Page 3 of The Wild


  The only difficulty with this island was and is that the best beach is located at the end of the airport's one runway. The Dukes had just gotten to the island that morning, and having no time to discover its smaller hidden beaches—the pockets of sand secreted along its rocky harbors and lagoons—they were at this beach.

  Bob watched an airliner bank over the ocean, then aim for the airport. Fortunately the planes today were landing from the west, so all the beach had to endure was a roar and a blast of sweet, warm fumes when one came to the end of the runway and turned around. Otherwise they would be thundering overhead at an altitude of fifty feet.

  Dropping, the airliner disappeared below the edge of the dunes. A few moments passed. Bob. heard a much louder roar than he had on previous landings. Then there was a dull thud and a cracking sound. Then silence, but for the bouncing of an enormous wheel, which bounded down the dunes, across the beach and splashed into the sea. People sat or stood, all turning toward the dunes, all freezing when they saw the nose of the airplane sitting there like a sculpture, not two hundred feet away. Bob was locked in a kind of silence. Two men in blue uniforms clambered out of the top of the plane and Jumped down, disappearing among the dunes.
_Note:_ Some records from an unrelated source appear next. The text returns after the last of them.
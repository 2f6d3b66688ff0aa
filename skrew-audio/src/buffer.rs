//! Owned sample buffers passed between the session, worker and playback

/// Interleaved `f32` samples with their channel count and sample rate
#[derive(Debug, Clone, PartialEq)]
pub struct SampleBuffer {
    samples: Vec<f32>,
    channels: u16,
    sample_rate: u32,
}

impl SampleBuffer {
    /// Create a buffer; a zero channel count is treated as mono
    pub fn new(samples: Vec<f32>, channels: u16, sample_rate: u32) -> Self {
        Self {
            samples,
            channels: channels.max(1),
            sample_rate,
        }
    }

    pub fn mono(samples: Vec<f32>, sample_rate: u32) -> Self {
        Self::new(samples, 1, sample_rate)
    }

    /// New buffer with the same format and different content
    pub fn with_samples(&self, samples: Vec<f32>) -> Self {
        Self {
            samples,
            channels: self.channels,
            sample_rate: self.sample_rate,
        }
    }

    pub fn samples(&self) -> &[f32] {
        &self.samples
    }

    pub fn into_samples(self) -> Vec<f32> {
        self.samples
    }

    pub fn channels(&self) -> u16 {
        self.channels
    }

    pub fn sample_rate(&self) -> u32 {
        self.sample_rate
    }

    /// Total sample count across channels
    pub fn len(&self) -> usize {
        self.samples.len()
    }

    pub fn is_empty(&self) -> bool {
        self.samples.is_empty()
    }

    /// Frames (samples per channel)
    pub fn frames(&self) -> usize {
        self.samples.len() / self.channels as usize
    }

    pub fn duration_secs(&self) -> f64 {
        if self.sample_rate == 0 {
            return 0.0;
        }
        self.frames() as f64 / self.sample_rate as f64
    }

    /// Average the channels into one
    pub fn to_mono(&self) -> SampleBuffer {
        if self.channels == 1 {
            return self.clone();
        }
        let channels = self.channels as usize;
        let samples = self
            .samples
            .chunks_exact(channels)
            .map(|frame| frame.iter().sum::<f32>() / channels as f32)
            .collect();
        SampleBuffer::mono(samples, self.sample_rate)
    }

    pub fn peak(&self) -> f32 {
        peak(&self.samples)
    }

    pub fn rms(&self) -> f32 {
        rms(&self.samples)
    }
}

/// Largest absolute sample value
pub fn peak(samples: &[f32]) -> f32 {
    samples.iter().map(|s| s.abs()).fold(0.0f32, f32::max)
}

/// Root mean square level
pub fn rms(samples: &[f32]) -> f32 {
    if samples.is_empty() {
        return 0.0;
    }
    let sum: f64 = samples.iter().map(|&s| s as f64 * s as f64).sum();
    (sum / samples.len() as f64).sqrt() as f32
}

#[cfg(test)]
mod tests {
    use super::*;

    #[test]
    fn test_to_mono_averages_frames() {
        let stereo = SampleBuffer::new(vec![1.0, 0.0, 0.5, 0.5, -1.0, 1.0], 2, 48000);
        let mono = stereo.to_mono();
        assert_eq!(mono.channels(), 1);
        assert_eq!(mono.sample_rate(), 48000);
        assert_eq!(mono.samples(), &[0.5, 0.5, 0.0]);
    }

    #[test]
    fn test_duration() {
        let buffer = SampleBuffer::new(vec![0.0; 88200], 2, 44100);
        assert_eq!(buffer.frames(), 44100);
        assert!((buffer.duration_secs() - 1.0).abs() < 1e-9);
    }

    #[test]
    fn test_levels() {
        let buffer = SampleBuffer::mono(vec![0.5, -0.5, 0.5, -0.5], 8000);
        assert_eq!(buffer.peak(), 0.5);
        assert!((buffer.rms() - 0.5).abs() < 1e-6);
        assert_eq!(rms(&[]), 0.0);
    }

    #[test]
    fn test_zero_channels_is_mono() {
        assert_eq!(SampleBuffer::new(vec![0.0], 0, 100).channels(), 1);
    }
}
  Bob began to run. When he reached the top of the dunes, he found himself overlooking a scene of astonishing destruction. A huge jetliner lay in at least four pieces, festooned with wires and smoking tubes. Jet fuel poured out of half a dozen places, making foaming pools in the sand beneath the shattered plane. A man and a woman jumped off one of the sections of the plane and, arm in arm, began making their way back toward the airport. The pilots climbed up into another section, the main section, and started shouting into the jumble of detached seats and people.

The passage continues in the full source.